• **DATA FOR PROCESSING**:
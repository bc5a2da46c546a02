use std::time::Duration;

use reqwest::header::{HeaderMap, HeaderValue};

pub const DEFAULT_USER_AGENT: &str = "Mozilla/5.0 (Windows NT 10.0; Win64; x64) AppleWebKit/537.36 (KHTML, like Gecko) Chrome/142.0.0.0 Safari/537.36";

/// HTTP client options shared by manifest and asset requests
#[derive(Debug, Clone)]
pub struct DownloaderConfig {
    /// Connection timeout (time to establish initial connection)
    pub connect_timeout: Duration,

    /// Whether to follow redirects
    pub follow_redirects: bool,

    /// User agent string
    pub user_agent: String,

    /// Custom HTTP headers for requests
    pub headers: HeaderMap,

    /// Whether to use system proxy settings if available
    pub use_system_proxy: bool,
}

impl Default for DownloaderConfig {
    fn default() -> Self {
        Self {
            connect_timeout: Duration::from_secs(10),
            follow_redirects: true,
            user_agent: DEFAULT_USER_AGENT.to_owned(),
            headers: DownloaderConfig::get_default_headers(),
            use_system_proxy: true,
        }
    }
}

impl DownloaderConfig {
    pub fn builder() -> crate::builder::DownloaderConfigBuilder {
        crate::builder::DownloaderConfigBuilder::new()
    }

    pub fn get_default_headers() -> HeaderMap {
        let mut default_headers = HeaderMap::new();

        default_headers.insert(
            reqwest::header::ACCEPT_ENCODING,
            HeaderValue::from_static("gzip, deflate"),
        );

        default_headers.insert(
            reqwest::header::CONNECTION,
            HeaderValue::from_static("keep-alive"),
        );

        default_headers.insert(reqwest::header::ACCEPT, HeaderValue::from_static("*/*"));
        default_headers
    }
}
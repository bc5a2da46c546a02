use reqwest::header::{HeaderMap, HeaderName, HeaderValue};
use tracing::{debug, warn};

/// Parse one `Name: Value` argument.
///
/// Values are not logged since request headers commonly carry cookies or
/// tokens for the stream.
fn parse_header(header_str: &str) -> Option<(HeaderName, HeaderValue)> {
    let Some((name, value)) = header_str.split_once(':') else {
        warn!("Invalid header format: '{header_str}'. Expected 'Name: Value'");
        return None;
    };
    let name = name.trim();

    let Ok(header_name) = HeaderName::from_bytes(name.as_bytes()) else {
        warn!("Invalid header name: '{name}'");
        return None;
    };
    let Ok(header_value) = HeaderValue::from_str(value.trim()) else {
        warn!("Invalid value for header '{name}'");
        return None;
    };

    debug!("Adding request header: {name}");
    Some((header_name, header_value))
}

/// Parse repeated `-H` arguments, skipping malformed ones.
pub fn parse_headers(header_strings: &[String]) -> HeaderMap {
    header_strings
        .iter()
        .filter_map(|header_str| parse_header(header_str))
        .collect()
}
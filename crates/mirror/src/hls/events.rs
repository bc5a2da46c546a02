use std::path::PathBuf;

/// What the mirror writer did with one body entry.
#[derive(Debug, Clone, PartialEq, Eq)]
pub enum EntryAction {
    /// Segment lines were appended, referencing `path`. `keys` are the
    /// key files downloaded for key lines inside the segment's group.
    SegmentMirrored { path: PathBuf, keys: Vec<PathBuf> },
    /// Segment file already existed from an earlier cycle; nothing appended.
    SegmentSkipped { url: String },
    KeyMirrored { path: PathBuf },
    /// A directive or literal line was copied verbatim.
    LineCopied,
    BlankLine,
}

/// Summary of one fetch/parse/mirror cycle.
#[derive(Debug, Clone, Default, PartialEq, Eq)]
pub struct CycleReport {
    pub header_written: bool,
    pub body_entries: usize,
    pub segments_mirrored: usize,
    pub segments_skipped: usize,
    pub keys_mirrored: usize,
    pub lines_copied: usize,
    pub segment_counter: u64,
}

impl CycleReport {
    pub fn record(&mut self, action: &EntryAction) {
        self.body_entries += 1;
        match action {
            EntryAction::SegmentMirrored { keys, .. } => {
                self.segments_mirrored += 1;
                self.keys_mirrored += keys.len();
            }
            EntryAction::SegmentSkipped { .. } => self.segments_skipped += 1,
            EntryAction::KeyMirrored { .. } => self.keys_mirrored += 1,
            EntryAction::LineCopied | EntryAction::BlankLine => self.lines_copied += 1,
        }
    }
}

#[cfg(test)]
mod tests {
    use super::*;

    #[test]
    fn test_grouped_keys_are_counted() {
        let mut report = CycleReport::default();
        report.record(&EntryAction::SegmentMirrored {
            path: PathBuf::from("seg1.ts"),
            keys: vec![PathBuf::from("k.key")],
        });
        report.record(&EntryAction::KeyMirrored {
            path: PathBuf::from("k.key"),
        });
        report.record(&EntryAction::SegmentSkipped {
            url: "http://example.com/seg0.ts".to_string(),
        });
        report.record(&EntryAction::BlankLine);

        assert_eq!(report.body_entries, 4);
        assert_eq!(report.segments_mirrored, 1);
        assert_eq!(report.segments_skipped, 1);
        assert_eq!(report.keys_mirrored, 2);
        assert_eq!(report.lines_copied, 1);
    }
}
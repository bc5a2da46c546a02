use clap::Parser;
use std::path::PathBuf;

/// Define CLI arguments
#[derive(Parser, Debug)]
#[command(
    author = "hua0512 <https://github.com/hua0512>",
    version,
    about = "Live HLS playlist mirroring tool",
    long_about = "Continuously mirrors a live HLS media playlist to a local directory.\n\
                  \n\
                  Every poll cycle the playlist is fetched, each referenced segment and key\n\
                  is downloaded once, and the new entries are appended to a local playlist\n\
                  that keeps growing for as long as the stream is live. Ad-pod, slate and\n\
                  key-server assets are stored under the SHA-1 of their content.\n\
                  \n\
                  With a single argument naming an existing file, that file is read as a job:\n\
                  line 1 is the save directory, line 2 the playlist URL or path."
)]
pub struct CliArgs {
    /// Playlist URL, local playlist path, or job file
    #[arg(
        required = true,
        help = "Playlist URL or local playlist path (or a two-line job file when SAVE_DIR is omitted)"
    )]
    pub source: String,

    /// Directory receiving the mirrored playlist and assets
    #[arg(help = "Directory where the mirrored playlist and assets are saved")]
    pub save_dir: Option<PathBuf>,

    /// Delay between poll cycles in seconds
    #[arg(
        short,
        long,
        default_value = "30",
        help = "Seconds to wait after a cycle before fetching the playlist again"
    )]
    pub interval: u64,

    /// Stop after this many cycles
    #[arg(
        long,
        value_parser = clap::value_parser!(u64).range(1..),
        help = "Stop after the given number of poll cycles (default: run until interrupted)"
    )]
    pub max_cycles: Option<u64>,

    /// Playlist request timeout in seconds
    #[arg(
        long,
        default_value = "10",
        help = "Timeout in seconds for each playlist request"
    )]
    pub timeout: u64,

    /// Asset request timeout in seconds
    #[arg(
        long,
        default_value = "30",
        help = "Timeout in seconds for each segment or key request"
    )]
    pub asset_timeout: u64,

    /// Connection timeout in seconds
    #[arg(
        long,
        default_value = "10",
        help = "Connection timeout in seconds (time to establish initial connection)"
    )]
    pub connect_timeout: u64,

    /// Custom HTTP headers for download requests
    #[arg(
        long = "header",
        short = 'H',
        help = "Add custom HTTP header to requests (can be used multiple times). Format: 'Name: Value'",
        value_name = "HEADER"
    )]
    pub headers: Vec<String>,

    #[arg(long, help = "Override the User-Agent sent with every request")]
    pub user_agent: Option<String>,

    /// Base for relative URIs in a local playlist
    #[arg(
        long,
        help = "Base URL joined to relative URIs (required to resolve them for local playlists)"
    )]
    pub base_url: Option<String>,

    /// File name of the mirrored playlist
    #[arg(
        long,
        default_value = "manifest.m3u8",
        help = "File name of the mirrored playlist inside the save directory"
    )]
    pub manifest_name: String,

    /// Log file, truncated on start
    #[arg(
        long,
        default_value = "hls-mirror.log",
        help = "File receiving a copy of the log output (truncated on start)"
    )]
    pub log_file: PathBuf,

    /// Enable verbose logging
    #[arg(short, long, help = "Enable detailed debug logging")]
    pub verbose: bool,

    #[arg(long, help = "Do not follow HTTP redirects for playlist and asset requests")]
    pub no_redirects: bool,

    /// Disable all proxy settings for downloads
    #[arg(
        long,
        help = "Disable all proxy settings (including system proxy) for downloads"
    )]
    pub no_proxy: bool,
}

• **WHAT THE EXERCISE ASKS**: Scan the entries above and work out how many lines include the word "receiving"; the reply is that number alone.

• **RESULT OF THIS EXERCISE**: 2